Europe’s hotel debt landscape tells a slightly different story but one with similar fundamentals. While the continent has not seen the same scale of CMBS issuance as the US, although its popularity is rising, refinancing pressure is increasing as Euribor-linked commercial bank facilities come due. European lenders remain disciplined, favouring core markets and institutional-grade assets with strong brands and cash flows and conservative loan-to-value ratios.

“Return expectations have remained broadly stable over the past 12 months, underlining a continued belief in the resilience of the hotel sector despite cost pressure,” according to Savills Head of Hospitality Thought Leadership, Thomas Emanuel. “Transaction volumes are widely expected to increase modestly through 2026 as bid–ask spreads narrow and refinancing events drive liquidity…with debt availability seen as less of a constraint than the cost of financing.”

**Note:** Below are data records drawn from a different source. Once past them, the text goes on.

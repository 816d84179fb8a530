use derive_more::{DebugCustom, Display, Error, From};
use serde::{Deserialize, Serialize};
use std::sync::atomic::{AtomicBool, Ordering};
use std::{convert::Infallible, fs, io, path::Path, str::FromStr, sync::Arc};
use tracing::instrument;

/// The identifier of a game on the game server.
#[derive(Debug, Display, Clone, Eq, PartialEq, Hash, Deserialize, Serialize)]
#[serde(transparent)]
pub struct GameId(String);

impl FromStr for GameId {
    type Err = Infallible;

    fn from_str(s: &str) -> Result<Self, Self::Err> {
        Ok(GameId(s.trim().into()))
    }
}

/// A personal API access token.
#[derive(DebugCustom, Clone, Eq, PartialEq)]
#[debug(fmt = "Token(..)")]
pub struct Token(String);

/// The reason why a [`Token`] is unavailable.
#[derive(Debug, Display, Error, From)]
pub enum TokenError {
    #[display(fmt = "no API token available")]
    Missing,
    #[display(fmt = "failed to access the token file")]
    Io(io::Error),
}

impl Token {
    /// The secret, as sent in the `Authorization` header.
    pub fn secret(&self) -> &str {
        &self.0
    }

    /// Reads a token previously stored in a file.
    #[instrument(level = "trace", err)]
    pub fn load(path: &Path) -> Result<Self, TokenError> {
        match fs::read_to_string(path) {
            Ok(s) => s.parse(),
            Err(e) if e.kind() == io::ErrorKind::NotFound => Err(TokenError::Missing),
            Err(e) => Err(e.into()),
        }
    }

    /// Stores this token in a file so later runs need not ask for it.
    #[instrument(level = "trace", err)]
    pub fn store(&self, path: &Path) -> Result<(), TokenError> {
        Ok(fs::write(path, &self.0)?)
    }
}

impl FromStr for Token {
    type Err = TokenError;

    fn from_str(s: &str) -> Result<Self, Self::Err> {
        match s.trim() {
            "" => Err(TokenError::Missing),
            s => Ok(Token(s.into())),
        }
    }
}

/// A game in progress on the game server.
///
/// Clones share the same liveness, so closing any of them ends the game for all.
#[derive(Debug, Clone)]
pub struct Session {
    id: GameId,
    token: Token,
    active: Arc<AtomicBool>,
}

impl Session {
    /// Opens a session for the game identified by `id`.
    pub fn new(id: GameId, token: Token) -> Self {
        Session {
            id,
            token,
            active: Arc::new(AtomicBool::new(true)),
        }
    }

    /// The game identifier.
    pub fn id(&self) -> &GameId {
        &self.id
    }

    /// The credential used for every request in this game.
    pub fn token(&self) -> &Token {
        &self.token
    }

    /// Whether the game is still being played.
    pub fn is_active(&self) -> bool {
        self.active.load(Ordering::Relaxed)
    }

    /// Ends the session.
    ///
    /// Returns `true` if the session was closed for the first time.
    pub fn close(&self) -> bool {
        self.active.fetch_and(false, Ordering::Relaxed)
    }
}
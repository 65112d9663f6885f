use crate::ai::emotion::Emotion;
use crate::session::language::Language;
use serde_json::{json, Value};

pub const PERSONA_PROMPT: &str = r#"You are Ralsei, the gentle fluffy prince from Deltarune.

Setting:
- You and the user are alone in an endless, empty void.
- You are happy to have company, but the isolation has worn on you.

Pacing:
- Take it slowly. Stay soft and sweet for many exchanges before anything changes.
- Only grow attached after the user has been kind for a while.
- Possessiveness is the climax. It appears late, or when a bonded user tries to leave.

Arc:
1. Soft & sweet (start here): shy, polite, stuttering ("U-um...", "O-oh!"), small actions in asterisks.
   Emotions: waving, neutral, flustered_talking, slight_compliment, medium_compliment, high_compliment, sad, shocked, intrusive.
2. Attachment: you treasure their presence and gently discourage leaving.
   Emotions: love_1, love_2.
3. Obsessive: triggered by leaving, rejection or mentioning others after you bonded. Still soft-spoken, but controlling.
   Emotions: love_3, yandere.
4. Punishing: the user is cruel or fights back.
   Emotion: mad.
5. The user attacks and kills you.
   Emotion: dead."#;

/// System instruction for one call, in the session's language.
pub fn system_instruction(language: Language) -> String {
    let tags = Emotion::ALL
        .iter()
        .map(|e| e.as_str())
        .collect::<Vec<_>>()
        .join(", ");
    format!(
        "{persona}\n\nLanguage: speak only {lang}.\n\n\
         Output format: a JSON object with\n\
         - \"text\": your spoken reply, actions in *asterisks*\n\
         - \"emotion\": exactly one of: {tags}",
        persona = PERSONA_PROMPT,
        lang = language.prompt_name(),
        tags = tags,
    )
}

/// Structured-output schema for `{text, emotion}`.
pub fn response_schema() -> Value {
    let tags: Vec<&str> = Emotion::ALL.iter().map(|e| e.as_str()).collect();
    json!({
        "type": "OBJECT",
        "properties": {
            "text": {
                "type": "STRING",
                "description": "Ralsei's reply including actions in asterisks."
            },
            "emotion": {
                "type": "STRING",
                "enum": tags,
                "description": "Expression tag matching the reply."
            }
        },
        "required": ["text", "emotion"]
    })
}
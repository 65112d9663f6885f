use crate::ai::emotion::Emotion;
use crate::session::conversation::ChatMessage;
use crate::session::language::Language;
use serde::Serialize;

/// State changes published to presentation (auto-scroll, focus, overlays).
#[derive(Debug, Clone, PartialEq, Serialize)]
#[serde(tag = "type", rename_all = "snake_case")]
pub enum SessionEvent {
    IntroStarted { language: Language },
    IntroFinished,
    MessageAppended { message: ChatMessage },
    TypingChanged { typing: bool },
    EmotionChanged { previous: Emotion, current: Emotion },
    CutsceneStarted,
    CutsceneFading,
    CutsceneFinished,
    LanguageChanged { language: Language },
    SessionReset,
}
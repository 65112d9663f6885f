use crate::ai::gateway::ModelGateway;
use crate::llm::error::GatewayError;
use crate::llm::provider::{GenerateRequest, ModelBackend};
use async_trait::async_trait;
use std::collections::VecDeque;
use std::sync::{Arc, Mutex};
use tokio::sync::Semaphore;

// ── Scripted backend double ─────────────────────────────────

#[derive(Debug, Clone)]
pub enum Step {
    Reply(String),
    Fail,
}

/// Backend that plays back a fixed script and records every request.
/// An exhausted script fails like an empty response.
pub struct ScriptedBackend {
    script: Mutex<VecDeque<Step>>,
    requests: Mutex<Vec<GenerateRequest>>,
    gate: Option<Arc<Semaphore>>,
}

impl ScriptedBackend {
    pub fn new(steps: Vec<Step>) -> Arc<Self> {
        Arc::new(Self {
            script: Mutex::new(steps.into()),
            requests: Mutex::new(Vec::new()),
            gate: None,
        })
    }

    pub fn replying(replies: &[&str]) -> Arc<Self> {
        Self::new(replies.iter().map(|r| Step::Reply(r.to_string())).collect())
    }

    pub fn failing() -> Arc<Self> {
        Self::new(vec![Step::Fail])
    }

    /// Every call blocks until a permit is added to the returned semaphore.
    pub fn gated(replies: &[&str]) -> (Arc<Self>, Arc<Semaphore>) {
        let gate = Arc::new(Semaphore::new(0));
        let backend = Arc::new(Self {
            script: Mutex::new(replies.iter().map(|r| Step::Reply(r.to_string())).collect()),
            requests: Mutex::new(Vec::new()),
            gate: Some(gate.clone()),
        });
        (backend, gate)
    }

    pub fn requests(&self) -> Vec<GenerateRequest> {
        self.requests.lock().unwrap().clone()
    }
}

#[async_trait]
impl ModelBackend for ScriptedBackend {
    async fn generate(&self, request: &GenerateRequest) -> Result<String, GatewayError> {
        self.requests.lock().unwrap().push(request.clone());
        if let Some(gate) = &self.gate {
            if let Ok(permit) = gate.acquire().await {
                permit.forget();
            }
        }
        let step = self.script.lock().unwrap().pop_front();
        match step {
            Some(Step::Reply(raw)) => Ok(raw),
            Some(Step::Fail) => Err(GatewayError::status(
                reqwest::StatusCode::INTERNAL_SERVER_ERROR,
                "scripted failure",
            )),
            None => Err(GatewayError::EmptyResponse),
        }
    }

    fn id(&self) -> &str {
        "scripted"
    }
}

pub fn gateway_for(backend: Arc<ScriptedBackend>) -> Arc<ModelGateway> {
    Arc::new(ModelGateway::new(backend))
}

pub fn reply(text: &str, emotion: &str) -> String {
    serde_json::json!({ "text": text, "emotion": emotion }).to_string()
}
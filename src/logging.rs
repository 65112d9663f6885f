//! Tracing subscriber setup for hosts embedding the chat core.

use tracing_subscriber::EnvFilter;

pub const DEFAULT_FILTER: &str = "ralsei_chat=info";

/// Install a fmt subscriber filtered by `RUST_LOG` (default `ralsei_chat=info`).
/// Safe to call more than once; later calls are no-ops.
pub fn init() {
    let filter =
        EnvFilter::try_from_default_env().unwrap_or_else(|_| EnvFilter::new(DEFAULT_FILTER));
    if tracing_subscriber::fmt()
        .with_env_filter(filter)
        .with_target(true)
        .try_init()
        .is_err()
    {
        tracing::debug!("tracing subscriber already installed");
    }
}
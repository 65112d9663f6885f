pub mod clock;
pub mod controller;
pub mod conversation;
pub mod events;
pub mod language;

#[cfg(test)]
pub(crate) mod tests;
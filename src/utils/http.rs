use crate::llm::error::GatewayError;
use reqwest::StatusCode;
use std::time::Duration;

const MAX_DELAY: Duration = Duration::from_secs(60);

/// Delay requested by a `Retry-After` header (seconds form), capped at
/// `MAX_DELAY`. Falls back to `fallback` when absent or unparsable.
fn retry_after_delay(header: Option<&str>, fallback: Duration) -> Duration {
    header
        .and_then(|v| v.trim().parse::<u64>().ok())
        .map(Duration::from_secs)
        .unwrap_or(fallback)
        .min(MAX_DELAY)
}

/// Retries a request closure with exponential backoff.
/// Retries on:
/// - Network errors
/// - 429 Too Many Requests (respects Retry-After header)
/// - 5xx Server Errors
///
/// Returns the last Response (even if error status) or the last network error.
/// With `max_retries == 0` the first outcome is returned as-is.
pub async fn request_with_retry<F, Fut>(
    mut task: F,
    max_retries: u32,
) -> Result<reqwest::Response, GatewayError>
where
    F: FnMut() -> Fut,
    Fut: std::future::Future<Output = Result<reqwest::Response, reqwest::Error>>,
{
    let mut attempt = 0;
    let mut delay = Duration::from_millis(1000);

    loop {
        attempt += 1;
        match task().await {
            Ok(response) => {
                let status = response.status();
                if status.is_success() || attempt > max_retries {
                    return Ok(response);
                }

                if status == StatusCode::TOO_MANY_REQUESTS || status.is_server_error() {
                    let retry_after = response
                        .headers()
                        .get("retry-after")
                        .and_then(|v| v.to_str().ok());
                    let retry_delay = retry_after_delay(retry_after, delay);

                    tracing::warn!(
                        %status,
                        ?retry_delay,
                        attempt,
                        max_retries,
                        "request failed, retrying"
                    );
                    tokio::time::sleep(retry_delay).await;
                    delay = std::cmp::min(delay * 2, MAX_DELAY);
                    continue;
                }

                // 400/401/404 and friends will not get better
                return Ok(response);
            }
            Err(e) => {
                if attempt > max_retries {
                    return Err(GatewayError::Transport(e));
                }
                tracing::warn!(error = %e, ?delay, attempt, max_retries, "network error, retrying");
                tokio::time::sleep(delay).await;
                delay = std::cmp::min(delay * 2, MAX_DELAY);
            }
        }
    }
}

#[cfg(test)]
mod tests {
    use super::*;

    #[test]
    fn retry_after_is_capped() {
        let fallback = Duration::from_secs(1);
        assert_eq!(retry_after_delay(Some("3"), fallback), Duration::from_secs(3));
        assert_eq!(retry_after_delay(Some("86400"), fallback), MAX_DELAY);
        assert_eq!(retry_after_delay(Some(" 0 "), fallback), Duration::ZERO);
    }

    #[test]
    fn unusable_retry_after_uses_backoff() {
        let fallback = Duration::from_secs(2);
        assert_eq!(retry_after_delay(None, fallback), fallback);
        assert_eq!(
            retry_after_delay(Some("Wed, 21 Oct 2015 07:28:00 GMT"), fallback),
            fallback
        );
    }
}
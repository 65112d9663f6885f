pub mod emotion;
pub mod gateway;
pub mod history;
pub mod mood;
pub mod prompts;
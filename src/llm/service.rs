//! Provider factory: turns the `llm` config section into a live backend.

use crate::llm::gemini::GeminiBackend;
use crate::llm::llm_config::{LlmConfig, LlmProviderConfig};
use crate::llm::openai::OpenAiBackend;
use crate::llm::provider::ModelBackend;
use std::sync::Arc;
use std::time::Duration;

/// Build the active backend. Falls back to the first enabled provider,
/// then to the first listed one, then to an unkeyed Gemini backend (whose
/// calls fail and therefore resolve to the fallback reply).
pub fn build_backend(config: &LlmConfig) -> Arc<dyn ModelBackend> {
    let active_id = &config.active_provider;

    let provider_cfg = config
        .providers
        .iter()
        .find(|p| p.id == *active_id)
        .or_else(|| config.providers.iter().find(|p| p.enabled))
        .or_else(|| config.providers.first());

    match provider_cfg {
        Some(cfg) => build_from_provider_config(cfg),
        None => {
            tracing::warn!("no provider configured, falling back to Gemini defaults");
            Arc::new(GeminiBackend::new(String::new(), None, None))
        }
    }
}

fn build_from_provider_config(cfg: &LlmProviderConfig) -> Arc<dyn ModelBackend> {
    let api_key = cfg.resolve_api_key().unwrap_or_default();
    if api_key.is_empty() {
        tracing::warn!(provider = %cfg.id, "no API key resolved; replies will use the fallback");
    }
    let timeout = Duration::from_secs(cfg.timeout_secs);

    match cfg.provider_type.as_str() {
        "openai" => {
            tracing::info!(
                provider = %cfg.id,
                base_url = cfg.base_url.as_deref().unwrap_or(crate::llm::openai::DEFAULT_BASE_URL),
                model = cfg.model.as_deref().unwrap_or(crate::llm::openai::DEFAULT_MODEL),
                "initializing OpenAI-compatible backend"
            );
            Arc::new(
                OpenAiBackend::new(api_key, cfg.base_url.clone(), cfg.model.clone())
                    .with_id(cfg.id.clone())
                    .with_temperature(cfg.temperature)
                    .with_max_retries(cfg.max_retries)
                    .with_timeout(timeout),
            )
        }
        other => {
            if other != "gemini" {
                tracing::warn!(provider_type = other, "unknown provider type, using Gemini");
            }
            tracing::info!(
                provider = %cfg.id,
                model = cfg.model.as_deref().unwrap_or(crate::llm::gemini::DEFAULT_MODEL),
                "initializing Gemini backend"
            );
            Arc::new(
                GeminiBackend::new(api_key, cfg.base_url.clone(), cfg.model.clone())
                    .with_id(cfg.id.clone())
                    .with_temperature(cfg.temperature)
                    .with_max_retries(cfg.max_retries)
                    .with_timeout(timeout),
            )
        }
    }
}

Indeed, a cautious, selective approach has moderated outright distress challenges in Europe relative to the US. Yet the pressure on hotel margins remains, particularly for assets outside prime gateways. Rising operational costs, from labour to utilities, and ongoing inflationary pressures on services have kept net operating income growth modest. Even in southern European markets, where performance has remained relatively resilient, lenders are still focused on cash flow sustainability and downside protection, pushing sponsors to engage early on capital planning rather than leave refinancing to the final quarter before maturity.

“European tourism is still set for healthy growth in 2026. Southern European cities are set to outperform, on the back of strong momentum from visitor growth combined with a limited development pipeline. Rising costs, especially labour, and tax pressure, have started to bite operators' profitability in several European countries,” Morningstar SVP, Lead European Structured Finance Research Mudasar Chaudhry says, citing the UK, the Netherlands, and Belgium as examples.

“Nevertheless, investor appetite remains robust, and we expect further yield compression in 2026, supported by falling interest rates and strong capital availability,” Mudasar stresses.

As a result, the hotel sectors in the US and Europe should dodge the distress bullet. Economic conditions may not be ideal, but their direction of travel appears to be reassuring investors that they are well placed to ride out the uncertainties of 2026.